Because their orbits are so close to the Earth (essentially they're artificial
near-Earth asteroids), they're periodically recaptured into quasi stable
orbits around Earth. Example:
[https://upload.wikimedia.org/wikipedia/commons/3/39/J002e3f_...](https://upload.wikimedia.org/wikipedia/commons/3/39/J002e3f_orbit.gif)

> _The object is only 1 to 2 metres in size, and its trajectory shows that it
> has a low density, and is perhaps hollow. That suggests an artificial
> object, “a lost piece of space history that’s come back to haunt us”, says
> Jonathan McDowell, an astrophysicist at the Harvard–Smithsonian Center for
> Astrophysics in Cambridge, Massachusetts. It could be a spent rocket stage
> or paneling shed by a recent Moon mission. It is also possible that the
> debris dates back decades, perhaps even to the Apollo era.
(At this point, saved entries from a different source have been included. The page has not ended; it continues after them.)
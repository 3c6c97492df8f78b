use std::sync::Arc;

use axum::{
    Json, Router,
    extract::{Path, Query, State},
    http::StatusCode,
    routing::{get, post},
};
use serde::{Deserialize, Serialize};

use crate::{
    db::entities::attendance_entry,
    response::{ApiResult, JsonApiResponse},
    services::ServiceContext,
    state::AppState,
};

#[derive(Debug, Deserialize)]
pub struct RecordAttendanceRequest {
    pub date: String,
    pub names: Vec<String>,
    pub flags: Vec<i32>,
}

#[derive(Debug, Deserialize)]
pub struct AttendanceQuery {
    pub name: String,
}

#[derive(Debug, Serialize)]
pub struct AttendanceEntryResponse {
    pub id: i32,
    pub date: String,
    pub student_name: String,
    pub present: i32,
}

pub fn router(state: Arc<AppState>) -> Router {
    Router::new()
        .route(
            "/classrooms/{classroom_id}/attendance",
            post(record_attendance),
        )
        .route("/attendance", get(query_attendance))
        .with_state(state)
}

async fn record_attendance(
    State(state): State<Arc<AppState>>,
    Path(classroom_id): Path<i32>,
    Json(body): Json<RecordAttendanceRequest>,
) -> ApiResult<Vec<AttendanceEntryResponse>> {
    let service = ServiceContext::from_state(state.as_ref()).attendance();
    let entries = service
        .record_batch(classroom_id, &body.date, &body.names, &body.flags)
        .await?;
    JsonApiResponse::with_status(
        StatusCode::CREATED,
        "recorded",
        entries
            .into_iter()
            .map(AttendanceEntryResponse::from)
            .collect(),
    )
}

async fn query_attendance(
    State(state): State<Arc<AppState>>,
    Query(query): Query<AttendanceQuery>,
) -> ApiResult<Vec<AttendanceEntryResponse>> {
    let service = ServiceContext::from_state(state.as_ref()).attendance();
    let entries = service.query_by_student_name(&query.name).await?;
    JsonApiResponse::ok(
        entries
            .into_iter()
            .map(AttendanceEntryResponse::from)
            .collect(),
    )
}

impl From<attendance_entry::Model> for AttendanceEntryResponse {
    fn from(model: attendance_entry::Model) -> Self {
        Self {
            id: model.id,
            date: model.date,
            student_name: model.student_name,
            present: model.present,
        }
    }
}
An object seen
> orbiting Earth in 2002 was eventually identified as a discarded segment of
> the Saturn V rocket that launched the second mission to land men on the
> Moon._

Ahh yes, the curious case of J002E3, aka the S-IVB stage of Apollo 12. The
example orbit animation above is J002E3, actually!
[https://en.wikipedia.org/wiki/J002E3](https://en.wikipedia.org/wiki/J002E3)